# System Message 7/4/11 - Virgin Media TV, powered by TiVo, is here.



## spitfires (Dec 19, 2006)

You were right Dave - here's another one...


> Subject: Virgin Media TV, powered by TiVo, is here.
> From: The TiVo Team
> Date: Thu 7th Apr 2011
> Expire: Thu 14th Apr 2011
> ...


Shall we run a book on what the last one on 1st June will be? I'll go with "So long and thanks for all the fish, suckers"


----------



## Automan (Oct 29, 2000)

> And all you need to join in the fun is a brand new TiVo box and Virgin Media XL TV


That statement is of course is not correct, you also need to live in a VirginMedia fibre networked area and not on a private road.

Automan.


----------



## Nimbus (May 29, 2004)

Virgin_sales_bod said:


> Get yours, at a very
> special price, from virginmedia.com/tivoupgrade now.

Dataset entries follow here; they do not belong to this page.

// SPDX-License-Identifier: MIT
// Copyright 2026 Roland Dreier <roland@rolandd.dev>

//! Database layer (Firestore).

pub mod firestore;

pub use firestore::FirestoreDb;

use crate::error::AppError;
use tokio::sync::OnceCell;

/// Collection names as constants.
pub mod collections {
    /// Attendance records, keyed by (activity, user)
    pub const ATTENDANCE: &str = "attendance";
}

static SHARED_DB: OnceCell<FirestoreDb> = OnceCell::const_new();

/// Process-wide Firestore client, connected on first use.
///
/// Later calls return the same client; `project_id` is only read by the
/// call that performs the connection. A failed connection is not cached.
pub async fn shared(project_id: &str) -> Result<&'static FirestoreDb, AppError> {
    SHARED_DB
        .get_or_try_init(|| FirestoreDb::new(project_id))
        .await
}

Go on, I'll bite... how much is the 'very special price' compared with what the general public will be paying ?

I might even consider it


----------



## AMc (Mar 22, 2002)

spitfires said:


> Shall we run a book on what the last one on 1st June will be? I'll go with "So long and thanks for all the fish, suckers"

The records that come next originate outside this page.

// SPDX-License-Identifier: MIT
// Copyright 2026 Roland Dreier <roland@rolandd.dev>

//! Security headers middleware.

use axum::{
    extract::Request,
    http::{HeaderName, HeaderValue},
    middleware::Next,
    response::Response,
};

/// Headers added to every API response.
///
/// `Cache-Control: no-store` keeps signed QR tokens and attendance lists out
/// of shared caches.
const SECURITY_HEADERS: &[(&str, &str)] = &[
    ("x-content-type-options", "nosniff"),
    ("x-frame-options", "DENY"),
    (
        "strict-transport-security",
        "max-age=31536000; includeSubDomains",
    ),
    (
        "content-security-policy",
        "default-src 'none'; frame-ancestors 'none'",
    ),
    ("referrer-policy", "no-referrer"),
    ("cache-control", "no-store"),
    (
        "permissions-policy",
        "camera=(), geolocation=(), microphone=(), payment=(), usb=()",
    ),
];

/// Add security headers to all responses.
pub async fn add_security_headers(req: Request, next: Next) -> Response {
    let mut response = next.run(req).await;
    let headers = response.headers_mut();

    for &(name, value) in SECURITY_HEADERS {
        headers.insert(
            HeaderName::from_static(name),
            HeaderValue::from_static(value),
        );
    }

    response
}
// SPDX-License-Identifier: MIT
// Copyright 2026 Roland Dreier <roland@rolandd.dev>

use axum::body::Body;
use axum::http::{header, Request, Response};
use club_attendance::config::Config;
use club_attendance::db::FirestoreDb;
use club_attendance::routes::create_router;
use club_attendance::AppState;
use serde_json::Value;
use std::sync::Arc;

/// Check if emulator is available via environment variable.
#[allow(dead_code)]
pub fn emulator_available() -> bool {
    std::env::var("FIRESTORE_EMULATOR_HOST").is_ok()
}

/// Skip test with message if emulator not available.
#[macro_export]
macro_rules! require_emulator {
    () => {
        if !crate::common::emulator_available() {
            eprintln!("⚠️  Skipping: FIRESTORE_EMULATOR_HOST not set");
            return;
        }
    };
}

/// Create a test database connection.
#[allow(dead_code)]
pub async fn test_db() -> FirestoreDb {
    FirestoreDb::new("test-project")
        .await
        .expect("Failed to connect to Firestore emulator")
}

/// Create a test app backed by the in-memory store.
/// Returns the router and the shared state.
#[allow(dead_code)]
pub fn create_test_app() -> (axum::Router, Arc<AppState>) {
    create_test_app_with(Config::test_default(), FirestoreDb::new_in_memory())
}

/// Create a test app with a given config and database.
#[allow(dead_code)]
pub fn create_test_app_with(config: Config, db: FirestoreDb) -> (axum::Router, Arc<AppState>) {
    let state = Arc::new(AppState::new(config, db));
    (create_router(state.clone()), state)
}

/// Create a session JWT for a member.
#[allow(dead_code)]
pub fn create_test_jwt(user_id: &str, signing_key: &[u8]) -> String {
    club_attendance::middleware::auth::create_jwt(user_id, signing_key)
        .expect("Failed to create JWT")
}

/// Build a JSON POST to `/validate-scan`.
#[allow(dead_code)]
pub fn scan_request(body: &Value) -> Request<Body> {
    Request::builder()
        .method("POST")
        .uri("/validate-scan")
        .header(header::CONTENT_TYPE, "application/json")
        .body(Body::from(body.to_string()))
        .unwrap()
}

/// Read a response body as JSON.
#[allow(dead_code)]
pub async fn body_json(response: Response<Body>) -> Value {
    let bytes = axum::body::to_bytes(response.into_body(), usize::MAX)
        .await
        .unwrap();
    serde_json::from_slice(&bytes).expect("Response body should be JSON")
}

I'm hoping for a Dossa and Joe forced recording of the national anthem followed by a white dot like the old days of close down.


----------



## Diamond Mike (Dec 21, 2002)

Nimbus said:


> Go on, I'll bite... how much is the 'very special price' compared with what the general public will be paying ?
> 
> I might even consider it


£149 up front at this stage and you have to sign up for the XL tv channel package. I have taken the plunge (with HD) and I am happy, especially as I have already had it recording 3 programmes simultaneously on a Thursday evening.

I am still hopeful that I can run my series 1 after 1st June if the alternative EPG happens -AND I can access it given that my series 1 is not connected to the internet


----------



## smatson (Mar 14, 2001)

All your tuners are belong: to US


----------



## healeydave (Jun 4, 2003)

Anyone's S1 account status changed?


----------



## riggers (Apr 14, 2005)

Mine still says 5:Lifetime Service


----------



## alek (May 22, 2008)

Nope, both still lifetime service


Alek


----------



## irrelevant (Mar 19, 2002)

I wonder if that would count as an advertisement, or promotional message, and thus come under the ASA's remit? The lack of a "in cabled areas only" is a significant limitation that I think should be mentioned.

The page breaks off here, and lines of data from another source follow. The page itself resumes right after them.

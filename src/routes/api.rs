// SPDX-License-Identifier: MIT
// Copyright 2026 Roland Dreier <roland@rolandd.dev>

//! API routes for authenticated members.

use crate::error::{AppError, Result};
use crate::middleware::auth::AuthUser;
use crate::models::AttendanceRecord;
use crate::time_utils::format_utc_rfc3339_millis;
use crate::AppState;
use axum::{
    extract::{Query, State},
    routing::get,
    Extension, Json, Router,
};
use serde::{Deserialize, Serialize};
use std::sync::Arc;
#[cfg(feature = "binding-generation")]
use ts_rs::TS;
use validator::Validate;

/// API routes (require authentication via JWT).
/// The auth middleware is applied in routes/mod.rs for these routes.
pub fn routes() -> Router<Arc<AppState>> {
    Router::new()
        .route("/api/qr-token", get(get_qr_token))
        .route("/api/attendance", get(get_attendance))
}

// ─── QR Token Issuance ───────────────────────────────────────

#[derive(Deserialize, Validate)]
#[serde(rename_all = "camelCase")]
struct QrTokenQuery {
    #[validate(length(max = 128))]
    activity_id: Option<String>,
}

/// Freshly minted QR token.
#[derive(Serialize, Deserialize, Debug)]
#[serde(rename_all = "camelCase")]
#[cfg_attr(feature = "binding-generation", derive(TS))]
#[cfg_attr(
    feature = "binding-generation",
    ts(export, export_to = "web/src/lib/generated/")
)]
pub struct QrTokenResponse {
    pub user_id: String,
    pub activity_id: String,
    pub timestamp: String,
    pub signature: String,
    /// When scanners stop accepting this token (ISO 8601)
    pub expires_at: String,
    /// String to encode into the QR image
    pub qr_payload: String,
}

/// Mint a QR token for the signed-in member at the given activity.
///
/// The member ID always comes from the session, so members can only mint
/// tokens for themselves.
async fn get_qr_token(
    State(state): State<Arc<AppState>>,
    Extension(user): Extension<AuthUser>,
    Query(params): Query<QrTokenQuery>,
) -> Result<Json<QrTokenResponse>> {
    params
        .validate()
        .map_err(|e| AppError::BadRequest(e.to_string()))?;

    let activity_id = params.activity_id.unwrap_or_default();

    let (token, expires_at) =
        state
            .attendance_service
            .issue_token(&user.user_id, &activity_id, chrono::Utc::now())?;

    let qr_payload = token
        .qr_payload()
        .map_err(|e| AppError::Internal(anyhow::anyhow!("QR payload encoding failed: {}", e)))?;

    tracing::debug!(
        user_id = %token.user_id,
        activity_id = %token.activity_id,
        "Issued QR token"
    );

    Ok(Json(QrTokenResponse {
        user_id: token.user_id,
        activity_id: token.activity_id,
        timestamp: token.timestamp,
        signature: token.signature,
        expires_at: format_utc_rfc3339_millis(expires_at),
        qr_payload,
    }))
}

// ─── Attendance History ──────────────────────────────────────

#[derive(Deserialize, Validate)]
#[serde(rename_all = "camelCase")]
struct AttendanceQuery {
    /// Only this activity
    #[validate(length(min = 1, max = 128))]
    activity_id: Option<String>,
    #[serde(default = "default_limit")]
    limit: u32,
}

fn default_limit() -> u32 {
    50
}

const MAX_LIMIT: u32 = 100;

#[derive(Serialize, Deserialize, Debug)]
#[cfg_attr(feature = "binding-generation", derive(TS))]
#[cfg_attr(
    feature = "binding-generation",
    ts(export, export_to = "web/src/lib/generated/")
)]
pub struct AttendanceListResponse {
    pub records: Vec<AttendanceRecord>,
}

/// Get the signed-in member's attendance records.
async fn get_attendance(
    State(state): State<Arc<AppState>>,
    Extension(user): Extension<AuthUser>,
    Query(params): Query<AttendanceQuery>,
) -> Result<Json<AttendanceListResponse>> {
    params
        .validate()
        .map_err(|e| AppError::BadRequest(e.to_string()))?;

    if params.limit == 0 {
        return Err(AppError::BadRequest(
            "Limit must be greater than 0".to_string(),
        ));
    }
    let limit = params.limit.min(MAX_LIMIT);

    let records = state
        .attendance_service
        .list_for_user(&user.user_id, params.activity_id.as_deref(), limit)
        .await?;

    Ok(Json(AttendanceListResponse { records }))
}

http://www.asa.org.uk/Complaints/How-to-complain/Online-Form/Step1.aspx


----------



## spitfires (Dec 19, 2006)

unless the regs have changed, ASA's remit only covers "public" advertising - this isn't public (viz. you already have a "relationship" with the company and therefore they can spout any bollos they like).

.


----------



## Steve_K (May 5, 2001)

Whatever these are possibly the most bastard annoying spam messages that I receive.

So as this is the third time I'm off to buy 3 lottery tickets (next time it'll be 4 then 5 etc) if (and lets be honest it's a whopping big IF) I win big time then TiVo and Virgin get pursued with injunctions etc

I know the odds are overwhelmingly in their favour but each time they p*ss me off those odds get just a little bit more on my side.

My message to TiVo: we know about the Virgin deal, now _back_ the _truck_ up


----------



## tivofromdayone (Aug 19, 2005)

Steve_K said:


> My message to TiVo: we know about the Virgin deal, now _back_ the _truck_ up


can I amend that to ' We know about the Virgin deal that others may be able to get, whilst we on this road cannot, and thank you again Tivo for killing a service we could actually receive and replacing it with the one we can't actually get.


----------